Un an plus tard, en août 2021, Powell a livré un discours centré sur les efforts déployés par la Fed, afin de remplir son mandat d’inflation et de plein emploi. Déjà, la surchauffe était bien installée dans le marché de l’emploi américain, alors que les employeurs, tels que rapportés par Powell, n’étaient pas en mesure de combler leurs besoins en main-d’œuvre pour répondre à la demande des consommateurs.
Par ailleurs, l’émergence de l’inflation était bien réelle. Elle était alors à 5,3% sur une base annuelle. Bien que Powell ait relevé que ce niveau d’inflation était source de soucis, il s’est tout de suite empressé de tempérer le tout en affirmant qu’il y avait de bonnes raisons de croire que cette inflation élevée était «transitoire».
Force est de constater que la lecture de l’économie américaine par la Fed à l’été 2021 était aussi erronée qu’elle le fut en 2020. Non seulement la déflation anticipée à l’été 2020 ne s’est jamais manifestée, mais l’inflation qualifiée de «transitoire» l’été suivant s’est avérée généralisée et durable.

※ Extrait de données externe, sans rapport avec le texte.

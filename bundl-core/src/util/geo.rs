use bundl_entities::geo::{Distance, GeoCoordinate};

pub const MEAN_EARTH_RADIUS: Distance = Distance::from_meters(6_371_000.0);

/// Calculate the great-circle distance on the surface
/// of the earth using the Haversine formula.
/// Reference: https://en.wikipedia.org/wiki/Haversine_formula
pub fn distance_meters(lat1: f64, lng1: f64, lat2: f64, lng2: f64) -> f64 {
    let dlat = (lat2 - lat1).to_radians();
    let dlng = (lng2 - lng1).to_radians();

    let dlat_sin = (dlat / 2.0).sin();
    let dlng_sin = (dlng / 2.0).sin();

    let a = dlat_sin * dlat_sin
        + lat1.to_radians().cos() * lat2.to_radians().cos() * dlng_sin * dlng_sin;
    // Rounding may push `a` slightly above 1 for antipodal points.
    let a = a.clamp(0.0, 1.0);
    let c = 2.0 * a.sqrt().atan2((1.0 - a).sqrt());

    MEAN_EARTH_RADIUS.to_meters() * c
}

pub fn distance(p1: GeoCoordinate, p2: GeoCoordinate) -> Distance {
    let (lat1, lng1) = p1.to_lat_lng_deg();
    let (lat2, lng2) = p2.to_lat_lng_deg();
    Distance::from_meters(distance_meters(lat1, lng1, lat2, lng2))
}
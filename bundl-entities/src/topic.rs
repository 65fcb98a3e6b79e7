use crate::geohash::Geohash;
use std::fmt;

/// Prefix of all topics that carry orders of a single geohash cell.
pub const GEOHASH_TOPIC_PREFIX: &str = "geohash_";

/// The name of a pub/sub topic.
#[derive(Debug, Clone, PartialEq, Eq, Hash, PartialOrd, Ord)]
pub struct Topic(String);

impl Topic {
    pub fn for_cell(cell: &Geohash) -> Self {
        Self(format!("{GEOHASH_TOPIC_PREFIX}{cell}"))
    }

    /// The geohash cell of a cell-namespaced topic.
    pub fn cell(&self) -> Option<Geohash> {
        self.0
            .strip_prefix(GEOHASH_TOPIC_PREFIX)
            .and_then(|cell| cell.parse().ok())
    }

    pub fn as_str(&self) -> &str {
        self.0.as_str()
    }
}

impl From<String> for Topic {
    fn from(from: String) -> Self {
        Self(from)
    }
}

impl From<&str> for Topic {
    fn from(from: &str) -> Self {
        from.to_owned().into()
    }
}

impl AsRef<str> for Topic {
    fn as_ref(&self) -> &str {
        self.0.as_str()
    }
}

impl fmt::Display for Topic {
    fn fmt(&self, f: &mut fmt::Formatter) -> fmt::Result {
        f.write_str(&self.0)
    }
}

#[cfg(test)]
mod tests {
    use super::*;

    #[test]
    fn cell_topic_name() {
        let cell: Geohash = "tdr1yhk".parse().unwrap();
        let topic = Topic::for_cell(&cell);
        assert_eq!(topic.as_str(), "geohash_tdr1yhk");
        assert_eq!(topic.cell(), Some(cell));
        assert_eq!(Topic::from("orders").cell(), None);
        assert_eq!(Topic::from("geohash_").cell(), None);
    }
}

De plus, l’assurance avec laquelle la Fed se disait prête à intervenir advenant le cas où l’inflation s’emballait ne s’est pas traduite par des actions concrètes lorsque le scénario hypothétique de 2020 est devenu réalité. Au contraire, la banque centrale s’est obstinée à qualifier l’inflation de «transitoire» bien trop longtemps retardant ainsi l’introduction de mesures visant à ralentir l’économie et la progression de l’inflation.

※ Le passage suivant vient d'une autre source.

use anyhow::{anyhow, Result};
use bundl_application::prelude::SubscriptionConfig;
use bundl_core::{entities::Distance, util::geohash::MAX_TABULATED_PRECISION};
use std::{
    env, fs,
    io::ErrorKind,
    path::{Path, PathBuf},
};

mod raw;

const DEFAULT_CONFIG_FILE_NAME: &str = "bundl.toml";
const DEFAULT_INSTANCE_ID_API_BASE_URL: &str = "https://iid.googleapis.com";

pub const ENV_NAME_SERVER_KEY: &str = "BUNDL_SERVER_KEY";
pub const ENV_NAME_REGISTRATION_TOKEN: &str = "BUNDL_REGISTRATION_TOKEN";

pub struct Config {
    pub subscriptions: SubscriptionConfig,
    pub topics: Topics,
}

impl Config {
    pub fn try_load_from_file_or_default<P: AsRef<Path>>(file_path: Option<P>) -> Result<Self> {
        let file_path: &Path = file_path.as_ref().map(|p| p.as_ref()).unwrap_or_else(|| {
            log::info!("No configuration file specified. load {DEFAULT_CONFIG_FILE_NAME}");
            Path::new(DEFAULT_CONFIG_FILE_NAME)
        });

        let raw_config = match fs::read_to_string(file_path) {
            Ok(cfg_string) => toml::from_str(&cfg_string)?,
            Err(err) => match err.kind() {
                ErrorKind::NotFound => {
                    log::info!(
                        "{} not found => load default configuration.",
                        file_path.display()
                    );
                    Ok(raw::Config::default())
                }
                _ => Err(err),
            }?,
        };
        let mut cfg = Self::try_from(raw_config)?;
        cfg.topics.gateway.override_credentials(
            env::var(ENV_NAME_SERVER_KEY).ok(),
            env::var(ENV_NAME_REGISTRATION_TOKEN).ok(),
        );
        Ok(cfg)
    }
}

pub struct Topics {
    pub gateway: TopicGateway,
}

#[derive(Debug, Clone, PartialEq)]
pub enum TopicGateway {
    InstanceId {
        api_base_url: String,
        server_key: String,
        registration_token: String,
    },
    /// For local testing purposes
    JsonFile {
        /// File system directory for recording topics into JSON files.
        dir: PathBuf,
    },
}

impl TopicGateway {
    fn override_credentials(
        &mut self,
        new_server_key: Option<String>,
        new_registration_token: Option<String>,
    ) {
        let Self::InstanceId {
            server_key,
            registration_token,
            ..
        } = self
        else {
            return;
        };
        if let Some(key) = new_server_key {
            *server_key = key;
        }
        if let Some(token) = new_registration_token {
            *registration_token = token;
        }
    }
}

impl TryFrom<raw::Config> for Config {
    type Error = anyhow::Error;
    fn try_from(from: raw::Config) -> Result<Self> {
        let raw::Config {
            subscriptions,
            topics,
            gateway,
        } = from;

        let raw::Subscriptions {
            precision_levels,
            max_radius_meters,
            movement_threshold_meters,
        } = subscriptions.unwrap_or_default();

        let defaults = SubscriptionConfig::default();
        let precision_levels =
            precision_levels.unwrap_or_else(|| defaults.precision_levels().to_vec());
        if let Some(precision) = precision_levels
            .iter()
            .find(|precision| **precision > MAX_TABULATED_PRECISION)
        {
            log::warn!("Geohash precision {precision} results in a very fine coverage grid");
        }
        let max_radius = max_radius_meters
            .map(Distance::from_meters)
            .unwrap_or(defaults.max_radius());
        let movement_threshold = movement_threshold_meters
            .map(Distance::from_meters)
            .unwrap_or(defaults.movement_threshold());
        let subscriptions =
            SubscriptionConfig::try_new(precision_levels, max_radius, movement_threshold)?;

        let raw::Topics { gateway: gw_name } = topics.unwrap_or_default();
        let toml_name = gw_name.as_str();
        let gateway = gateway.unwrap_or_default();

        let gateway = match gw_name {
            raw::TopicGateway::InstanceId => {
                let raw::InstanceId {
                    api_base_url,
                    server_key,
                    registration_token,
                } = gateway
                    .instance_id
                    .ok_or_else(|| anyhow!("Missing '{toml_name}' gateway configuration"))?;
                TopicGateway::InstanceId {
                    api_base_url: api_base_url
                        .unwrap_or_else(|| DEFAULT_INSTANCE_ID_API_BASE_URL.to_owned()),
                    server_key: server_key.unwrap_or_default(),
                    registration_token: registration_token.unwrap_or_default(),
                }
            }
            raw::TopicGateway::JsonFile => {
                let raw::JsonFile { dir } = gateway
                    .json_file
                    .ok_or_else(|| anyhow!("Missing '{toml_name}' gateway configuration"))?;
                TopicGateway::JsonFile { dir }
            }
        };

        Ok(Self {
            subscriptions,
            topics: Topics { gateway },
        })
    }
}
use std::sync::Arc;

use futures::{Stream, StreamExt};
use parking_lot::Mutex;
use tokio::task::JoinHandle;

use crate::{
    gateways::{clock::Clock, topic::TopicGateway},
    subscription_manager::SubscriptionManager,
    LocationSample,
};

/// Feed location samples into the subscription manager one after another
/// until the stream ends.
///
/// Failed update cycles are logged, the next qualifying sample retries.
pub async fn track_location_samples<G, C, S>(manager: &SubscriptionManager<G, C>, samples: S)
where
    G: TopicGateway + Send + Sync,
    C: Clock + Send + Sync,
    S: Stream<Item = LocationSample>,
{
    let mut samples = std::pin::pin!(samples);
    while let Some(sample) = samples.next().await {
        if !sample.is_user_provided {
            log::debug!("Ignoring fallback location {}", sample.pos);
            continue;
        }
        if let Err(err) = manager.update_location_subscriptions(&sample).await {
            log::error!(
                "Failed to update geohash subscriptions for location {}: {err}",
                sample.pos
            );
        }
    }
}

/// Runs [`track_location_samples`] in a background task.
pub struct LocationTracker<G, C> {
    manager: Arc<SubscriptionManager<G, C>>,
    task: Mutex<Option<JoinHandle<()>>>,
}

impl<G, C> LocationTracker<G, C>
where
    G: TopicGateway + Send + Sync + 'static,
    C: Clock + Send + Sync + 'static,
{
    pub fn new(manager: Arc<SubscriptionManager<G, C>>) -> Self {
        Self {
            manager,
            task: Mutex::new(None),
        }
    }

    pub fn manager(&self) -> &Arc<SubscriptionManager<G, C>> {
        &self.manager
    }

    /// Start tracking, replacing a previously started stream.
    pub fn start<S>(&self, samples: S)
    where
        S: Stream<Item = LocationSample> + Send + 'static,
    {
        let manager = Arc::clone(&self.manager);
        let task = tokio::spawn(async move {
            track_location_samples(&manager, samples).await;
            log::debug!("Location stream ended");
        });
        if let Some(previous) = self.task.lock().replace(task) {
            previous.abort();
        }
        log::info!("Location tracking started");
    }

    pub fn stop(&self) {
        if let Some(task) = self.task.lock().take() {
            task.abort();
            log::info!("Location tracking stopped");
        }
    }

    pub fn is_running(&self) -> bool {
        self.task
            .lock()
            .as_ref()
            .is_some_and(|task| !task.is_finished())
    }

    /// Stop tracking and drop all subscriptions, e.g. on logout.
    pub async fn cleanup(&self) {
        self.stop();
        self.manager.cleanup().await;
    }
}

impl<G, C> Drop for LocationTracker<G, C> {
    fn drop(&mut self) {
        if let Some(task) = self.task.get_mut().take() {
            task.abort();
        }
    }
}

#[cfg(test)]
mod tests {
    use super::*;
    use crate::tests::prelude::*;
    use futures::stream;
    use std::time::Duration;
    use tokio::sync::mpsc;

    fn tracker() -> (
        Arc<FakeTopicGateway>,
        LocationTracker<Arc<FakeTopicGateway>, FixedClock>,
    ) {
        let gw = Arc::new(FakeTopicGateway::default());
        let manager = SubscriptionManager::with_clock(
            Arc::clone(&gw),
            FixedClock(NOW),
            SubscriptionConfig::default(),
        );
        (gw, LocationTracker::new(Arc::new(manager)))
    }

    #[tokio::test]
    async fn track_until_the_stream_ends() {
        let (gw, tracker) = tracker();
        let samples = stream::iter(vec![
            LocationSample::fallback(GeoCoordinate::from_lat_lng_deg(48.7755, 9.1827)),
            bangalore(),
            user_sample(12.9717, 77.5946),
        ]);
        track_location_samples(tracker.manager(), samples).await;

        let manager = tracker.manager();
        assert_eq!(manager.status(), SubscriptionStatus::Subscribed);
        assert_eq!(manager.last_location(), Some(bangalore().pos));
        assert_eq!(gw.subscribed().len(), 4);
    }

    #[tokio::test]
    async fn keep_tracking_after_a_failed_update() {
        let (gw, tracker) = tracker();
        gw.fail_subscribe(Topic::for_cell(&"tdr1v9q".parse().unwrap()));
        let samples = stream::iter(vec![bangalore(), user_sample(12.9816, 77.5946)]);
        track_location_samples(tracker.manager(), samples).await;

        let manager = tracker.manager();
        assert_eq!(manager.status(), SubscriptionStatus::Subscribed);
        assert_eq!(
            manager.last_location(),
            Some(GeoCoordinate::from_lat_lng_deg(12.9816, 77.5946))
        );
    }

    #[tokio::test(flavor = "multi_thread", worker_threads = 2)]
    async fn start_stop_and_cleanup() {
        init_logging();
        let (gw, tracker) = tracker();
        let (tx, rx) = mpsc::channel(8);
        let samples = stream::unfold(rx, |mut rx| async move {
            rx.recv().await.map(|sample| (sample, rx))
        });
        tracker.start(samples);
        assert!(tracker.is_running());

        let mut cells_rx = tracker.manager().watch_cells();
        tx.send(bangalore()).await.unwrap();
        tokio::time::timeout(
            Duration::from_secs(5),
            cells_rx.wait_for(|cells| !cells.is_empty()),
        )
        .await
        .unwrap()
        .unwrap();

        tracker.cleanup().await;
        assert!(!tracker.is_running());
        assert!(tracker.manager().current_cells().is_empty());
        assert_eq!(tracker.manager().status(), SubscriptionStatus::Idle);
        assert_eq!(gw.unsubscribed().len(), 4);
        // The aborted task drops the stream
        tokio::time::timeout(Duration::from_secs(5), tx.closed())
            .await
            .unwrap();
    }
}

Alors que faire de ce que nous a communiqué Powell lors de l’édition 2022 du Jackson Hole Symposium?
Combattre en cassant des oeufs
La banque centrale américaine semble maintenant déterminée à combattre l’inflation. Du moins, c’est ce qui transparait du discours livré par Powell la semaine dernière. Le président de la Fed a reconnu que son combat contre l’inflation ne se fera pas sans casser des œufs. Les taux d’intérêt plus élevés causeront des difficultés aux entreprises et aux ménages américains, la croissance économique ralentira et le chômage augmentera.
Il s’agit d’une admission indirecte que le scénario initial de la Fed voulant que l’économie atterrisse tout en douceur, malgré le resserrement agressif de la politique monétaire, est de plus en plus improbable. En affirmant vouloir continuer son combat contre l’inflation jusqu’à ce que la victoire s’en suive, Powell, sous son masque de Paul Volcker, peine à s’imprégner de la franchise et de la transparence de l’homme qui a su vaincre le dragon de l’inflation au début des années 1980. En effet, si la Fed passe réellement de la parole aux actes et que sa volonté de vaincre l’inflation finit par se concrétiser, elle risque de créer beaucoup plus de dommage à l’économie américaine qu’elle veut bien l’avouer.
Dans son combat contre le dragon de l’inflation, la question est de savoir si la banque centrale américaine aura le courage de ses ambitions ou si elle capitulera dès que celui-ci se montrera difficile. L’an prochain seulement pourrons-nous regarder dans le rétroviseur et jauger le niveau d’inexactitude présent dans les propos du Président de la Fed.